Friday, October 18, 2013

Braised Beef Short Ribs

Do you have a meal that you LOVE to order in restaurants but don't ever cook yourself at home?  I love short ribs.  I can't resist them on a menu.  If they are listed, I order them. It's just how it goes. As a matter of fact, just a week ago, we ordered take out and I got braised short ribs.  I mean, what is not to love?  If it's done properly, the meat is super moist and tender and you certainly don't need a knife (which was a plus given the current state of my hand). It should be like "buttah" as we say here with our Boston accents.

I've thought about making them once or twice but almost every recipe I could find called for using a crockpot.  I'm not crazy about that idea.  I feel like any "rib" I've tried to make in a crockpot shreds and that is not what a beautiful short rib should be.  If any of you have a crockpot tip for me to prevent all my meat from pulling/shredding, by all means, enlighten me.

This week they were on sale at my local grocery store.  I took this as a sign from above.  I was meant to cook short ribs and damn it I was going to do it!  And I did. And they were...............AWESOME!

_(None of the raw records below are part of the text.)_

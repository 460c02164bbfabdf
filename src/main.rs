use std::time::Duration;

use anyhow::Context;
use tracing_subscriber::{layer::SubscriberExt, util::SubscriberInitExt};

use cryptfails::config::Config;
use cryptfails::state::AppState;

const REVOCATION_PURGE_INTERVAL: Duration = Duration::from_secs(600);

#[tokio::main]
async fn main() -> anyhow::Result<()> {
    tracing_subscriber::registry()
        .with(tracing_subscriber::EnvFilter::new(
            std::env::var("RUST_LOG").unwrap_or_else(|_| "info".into()),
        ))
        .with(tracing_subscriber::fmt::layer())
        .init();

    dotenvy::dotenv().ok();

    let config = Config::from_env()?;
    tracing::info!("✅ Configuration loaded successfully");

    let state = AppState::new(&config).context("Failed to open stores")?;
    tracing::info!("✅ AppState initialized");

    let keys = state.keys.clone();
    match tokio::task::spawn_blocking(move || keys.initialize_keys()).await? {
        Ok(kids) => {
            tracing::info!("✅ Signing keys ready: {}", kids.join(", "));
        }
        Err(e) => {
            tracing::error!("❌ Failed to initialize signing keys: {}", e);
            return Err(e.into());
        }
    }

    let revocations = state.revocations.clone();
    tokio::spawn(async move {
        let mut interval = tokio::time::interval(REVOCATION_PURGE_INTERVAL);
        loop {
            interval.tick().await;
            let purged = revocations.purge_expired();
            if purged > 0 {
                tracing::info!("🧹 Purged {} expired revocations", purged);
            }
        }
    });

    let app = cryptfails::router(state);

    let addr = config.listen_addr;
    tracing::info!("🚀 Server listening on http://{}", addr);
    tracing::info!("🔗 Share links point at {}", config.external_url);

    let listener = tokio::net::TcpListener::bind(&addr)
        .await
        .with_context(|| format!("Failed to bind {}", addr))?;
    axum::serve(listener, app).await?;

    Ok(())
}
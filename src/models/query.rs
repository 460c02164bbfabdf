//! URL query-string encoding used by the cookie payload and share links.
//!
//! Escaping follows the form-encoding rules: ASCII letters, digits and
//! `-_.~` pass through, a space becomes `+`, and every other byte is `%XX`
//! with upper-case hex.

use std::collections::BTreeMap;

/// Escapes `s` for use as a query key or value.
pub fn escape(s: &str) -> String {
    urlencoding::encode(s).replace("%20", "+")
}

/// Reverses [`escape`]. `+` decodes to a space. Returns `None` on a `%` not
/// followed by two hex digits. Invalid UTF-8 is replaced.
pub fn unescape(s: &str) -> Option<String> {
    let mut rest = s;
    while let Some(at) = rest.find('%') {
        let digits = rest.as_bytes().get(at + 1..at + 3)?;
        if !digits.iter().all(u8::is_ascii_hexdigit) {
            return None;
        }
        rest = &rest[at + 3..];
    }
    let spaced = s.replace('+', " ");
    Some(String::from_utf8_lossy(&urlencoding::decode_binary(spaced.as_bytes())).into_owned())
}

/// Multi-valued query parameters, kept sorted by key.
#[derive(Debug, Clone, Default, PartialEq, Eq)]
pub struct Values(BTreeMap<String, Vec<String>>);

impl Values {
    pub fn new() -> Self {
        Self::default()
    }

    /// Replaces every value of `key` with `value`.
    pub fn set(&mut self, key: &str, value: impl Into<String>) {
        self.0.insert(key.to_string(), vec![value.into()]);
    }

    pub fn add(&mut self, key: &str, value: impl Into<String>) {
        self.0.entry(key.to_string()).or_default().push(value.into());
    }

    /// First value of `key`.
    pub fn get(&self, key: &str) -> Option<&str> {
        self.0.get(key).and_then(|v| v.first()).map(String::as_str)
    }

    pub fn contains(&self, key: &str) -> bool {
        self.0.contains_key(key)
    }

    pub fn remove(&mut self, key: &str) {
        self.0.remove(key);
    }

    /// `k=v` pairs joined with `&`, sorted by key, values in insertion order.
    pub fn encode(&self) -> String {
        let mut pairs = Vec::new();
        for (k, vs) in &self.0 {
            let k = escape(k);
            for v in vs {
                pairs.push(format!("{}={}", k, escape(v)));
            }
        }
        pairs.join("&")
    }

    /// Parses a query string, skipping any pair that cannot be decoded or
    /// that contains a `;`.
    pub fn parse(query: &str) -> Self {
        let mut values = Values::new();
        for pair in query.split('&') {
            if pair.is_empty() || pair.contains(';') {
                continue;
            }
            let (k, v) = pair.split_once('=').unwrap_or((pair, ""));
            let (Some(k), Some(v)) = (unescape(k), unescape(v)) else {
                continue;
            };
            values.add(&k, v);
        }
        values
    }
}

#[cfg(test)]
mod tests {
    use super::*;

    #[test]
    fn escapes_like_form_encoding() {
        assert_eq!(escape("Alice Smith"), "Alice+Smith");
        assert_eq!(escape("a-b_c.d~e"), "a-b_c.d~e");
        assert_eq!(escape("a/b?c=d&e+f"), "a%2Fb%3Fc%3Dd%26e%2Bf");
        assert_eq!(escape("é"), "%C3%A9");
        assert_eq!(escape("50%"), "50%25");
    }

    #[test]
    fn unescape_rejects_bad_percent() {
        assert_eq!(unescape("Alice+Smith").as_deref(), Some("Alice Smith"));
        assert_eq!(unescape("a%2fb").as_deref(), Some("a/b"));
        assert_eq!(unescape("%C3%A9").as_deref(), Some("é"));
        assert_eq!(unescape("100%"), None);
        assert_eq!(unescape("%zz"), None);
        assert_eq!(unescape("%4"), None);
        assert_eq!(unescape("%ff").as_deref(), Some("\u{fffd}"));
        assert_eq!(unescape("%2B+%25").as_deref(), Some("+ %"));
    }

    #[test]
    fn encode_sorts_keys() {
        let mut v = Values::new();
        v.set("uid", "bob");
        v.set("adm", "false");
        v.set("name", "Bob B");
        v.add("name", "again");
        assert_eq!(v.encode(), "adm=false&name=Bob+B&name=again&uid=bob");
    }

    #[test]
    fn parse_is_lenient() {
        let v = Values::parse("a=1&a=2&bad=%zz&semi=x;y&&flag&b=two+words");
        assert_eq!(v.get("a"), Some("1"));
        assert_eq!(v.get("b"), Some("two words"));
        assert_eq!(v.get("flag"), Some(""));
        assert!(!v.contains("bad"));
        assert!(!v.contains("semi"));
    }
}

I found this recipe on Food Network and I followed it pretty closely, just a few small changes.
CLICK HERE to print Braised Short Ribs recipe.

Ingredients:

6-8 bone-in short ribs

Kosher salt
2 T Extra-virgin olive oil
1 large Sweet onion, cut into 1/2-inch pieces
2 ribs celery, cut into 1/2-inch pieces
2 carrots, peeled, cut in 1/2 lengthwise, then cut into 1/2-inch pieces
2 cloves garlic, smashed
8 oz tomato paste
2 1/2 cups red wine
Water – enough just to cover ribs, maybe 1-2 C
1 bunch fresh thyme, tied with kitchen string
2 bay leaves
DIRECTIONS:
1.       Season each short rib generously with salt. Coat a pot large enough to accommodate all the meat and vegetables with olive oil and bring to a high heat. Add the short ribs to the pan and brown very well, about 2 to 3 minutes per side. Do not overcrowd pan. Cook in batches, if necessary.
2.       Preheat oven to 375
3.       While the ribs are browning, puree all the vegetables and garlic in food processor.
4.       When ribs are browned all on sides, remove from pan. Set aside.
5.       To the same pan add pureed vegetables.  Season generously with salt and let them cook until veggies are starting to form a crust 5-10 minutes.  Scrape up with a rubber spatula.  Add tomato paste and let that brown along with the veggies, about 5 minutes.  Add the wine, scraping up the bits from the bottom of the pan.  Reduce mixture by half.
6.       Once wine mixture has reduced, return the ribs back to pan and add just enough water to just about cover the meat.  Add thyme bundle & bay leaves.  Cover with a tight fitting lid and cook 3 hours in preheated oven.
I served over mashed potato.

What is the dish that you order often but never cook yourself?




2 comments:

  1. These Braised Beef Short Ribs look so delicious! Thanks for sharing them on The Best Blog Recipes Blogger Gallery! Your post will go live tomorrow morning at 10am MST :)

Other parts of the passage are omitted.